- Exercise instructions
The word "MemoryAuthenticator" may appear in some lines of the data; copy every such line.

Dataset entries:
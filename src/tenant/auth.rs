//! Tenant identity and credentials.
//!
//! The lifecycle manager treats an [`Authenticator`] as the source of truth
//! for who exists and who is active. [`MemoryAuthenticator`] keeps that
//! state in process, storing only SHA-256 digests of issued API keys.

use crate::error::{Error, Result};
use crate::validate;
use async_trait::async_trait;
use serde::{Deserialize, Serialize};
use sha2::{Digest, Sha256};
use std::collections::HashMap;
use tokio::sync::RwLock;
use tracing::info;

const API_KEY_PREFIX: &str = "ctx_";

#[derive(Debug, Clone, Copy, PartialEq, Eq, Serialize, Deserialize)]
#[serde(rename_all = "lowercase")]
pub enum TenantStatus {
    Active,
    Suspended,
    Deleted,
}

impl TenantStatus {
    #[must_use]
    pub const fn as_str(&self) -> &'static str {
        match self {
            Self::Active => "active",
            Self::Suspended => "suspended",
            Self::Deleted => "deleted",
        }
    }
}

/// What the authenticator knows about a tenant.
#[derive(Debug, Clone, Serialize, Deserialize)]
pub struct TenantInfo {
    pub tenant_id: String,
    pub status: TenantStatus,
    /// Unix milliseconds
    pub created_at: i64,
    pub last_used: Option<i64>,
    pub permissions: Vec<String>,
}

/// Result of a successful key check.
#[derive(Debug, Clone, Serialize)]
pub struct AuthContext {
    pub tenant_id: String,
    pub permissions: Vec<String>,
}

#[derive(Debug, Clone, Default, Serialize, Deserialize)]
#[serde(default)]
pub struct CreateTenantOptions {
    /// Generated when absent.
    pub tenant_id: Option<String>,
    pub permissions: Option<Vec<String>>,
}

impl CreateTenantOptions {
    #[must_use]
    pub fn with_id(tenant_id: impl Into<String>) -> Self {
        Self {
            tenant_id: Some(tenant_id.into()),
            permissions: None,
        }
    }
}

/// Issued once at creation; the plaintext key is never stored.
#[derive(Debug, Clone, Serialize)]
pub struct TenantCredentials {
    pub tenant_id: String,
    pub api_key: String,
}

#[async_trait]
pub trait Authenticator: Send + Sync {
    /// Resolve an API key to its tenant.
    async fn authenticate(&self, api_key: &str) -> Result<AuthContext>;

    /// Tenant record, `None` if unknown.
    async fn get_tenant_info(&self, tenant_id: &str) -> Result<Option<TenantInfo>>;

    async fn create_tenant(&self, options: CreateTenantOptions) -> Result<TenantCredentials>;

    async fn delete_tenant(&self, tenant_id: &str) -> Result<()>;

    /// Suspend a tenant; its keys stop authenticating.
    async fn revoke_tenant(&self, tenant_id: &str) -> Result<()>;

    async fn list_tenants(&self) -> Result<Vec<TenantInfo>>;
}

#[derive(Debug)]
struct TenantRecord {
    info: TenantInfo,
    key_digest: String,
}

/// In-process authenticator.
#[derive(Debug, Default)]
pub struct MemoryAuthenticator {
    tenants: RwLock<HashMap<String, TenantRecord>>,
}

impl MemoryAuthenticator {
    #[must_use]
    pub fn new() -> Self {
        Self::default()
    }
}

fn key_digest(api_key: &str) -> String {
    let mut hasher = Sha256::new();
    hasher.update(api_key.as_bytes());
    format!("{:x}", hasher.finalize())
}

fn generate_api_key() -> String {
    format!("{API_KEY_PREFIX}{}", uuid::Uuid::new_v4().simple())
}

fn generate_tenant_id() -> String {
    format!("tenant_{}", &uuid::Uuid::new_v4().simple().to_string()[..12])
}

#[async_trait]
impl Authenticator for MemoryAuthenticator {
    async fn authenticate(&self, api_key: &str) -> Result<AuthContext> {
        let digest = key_digest(api_key);
        let mut tenants = self.tenants.write().await;
        let record = tenants
            .values_mut()
            .find(|r| r.key_digest == digest)
            .ok_or_else(|| Error::Unauthorized("invalid API key".to_string()))?;

        if record.info.status != TenantStatus::Active {
            return Err(Error::Unauthorized(format!(
                "tenant {} is {}",
                record.info.tenant_id,
                record.info.status.as_str()
            )));
        }
        record.info.last_used = Some(chrono::Utc::now().timestamp_millis());

        Ok(AuthContext {
            tenant_id: record.info.tenant_id.clone(),
            permissions: record.info.permissions.clone(),
        })
    }

    async fn get_tenant_info(&self, tenant_id: &str) -> Result<Option<TenantInfo>> {
        Ok(self
            .tenants
            .read()
            .await
            .get(tenant_id)
            .map(|r| r.info.clone()))
    }

    async fn create_tenant(&self, options: CreateTenantOptions) -> Result<TenantCredentials> {
        let tenant_id = options.tenant_id.unwrap_or_else(generate_tenant_id);
        validate::validate_tenant_id(&tenant_id)?;

        let mut tenants = self.tenants.write().await;
        if tenants
            .get(&tenant_id)
            .is_some_and(|r| r.info.status != TenantStatus::Deleted)
        {
            return Err(Error::Validation(format!(
                "tenant '{tenant_id}' already exists"
            )));
        }

        let api_key = generate_api_key();
        tenants.insert(
            tenant_id.clone(),
            TenantRecord {
                info: TenantInfo {
                    tenant_id: tenant_id.clone(),
                    status: TenantStatus::Active,
                    created_at: chrono::Utc::now().timestamp_millis(),
                    last_used: None,
                    permissions: options
                        .permissions
                        .unwrap_or_else(|| vec!["read".to_string(), "write".to_string()]),
                },
                key_digest: key_digest(&api_key),
            },
        );
        info!(tenant_id = %tenant_id, "Registered tenant");

        Ok(TenantCredentials { tenant_id, api_key })
    }

    async fn delete_tenant(&self, tenant_id: &str) -> Result<()> {
        let mut tenants = self.tenants.write().await;
        let record = tenants.get_mut(tenant_id).ok_or_else(|| Error::TenantNotFound {
            tenant_id: tenant_id.to_string(),
        })?;
        record.info.status = TenantStatus::Deleted;
        record.key_digest.clear();
        Ok(())
    }

    async fn revoke_tenant(&self, tenant_id: &str) -> Result<()> {
        let mut tenants = self.tenants.write().await;
        let record = tenants.get_mut(tenant_id).ok_or_else(|| Error::TenantNotFound {
            tenant_id: tenant_id.to_string(),
        })?;
        if record.info.status == TenantStatus::Active {
            record.info.status = TenantStatus::Suspended;
        }
        Ok(())
    }

    async fn list_tenants(&self) -> Result<Vec<TenantInfo>> {
        let mut tenants: Vec<TenantInfo> = self
            .tenants
            .read()
            .await
            .values()
            .map(|r| r.info.clone())
            .collect();
        tenants.sort_by(|a, b| a.tenant_id.cmp(&b.tenant_id));
        Ok(tenants)
    }
}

- Your solution
//! for who exists and who is active. [`MemoryAuthenticator`] keeps that
pub struct MemoryAuthenticator {
impl MemoryAuthenticator {
impl Authenticator for MemoryAuthenticator {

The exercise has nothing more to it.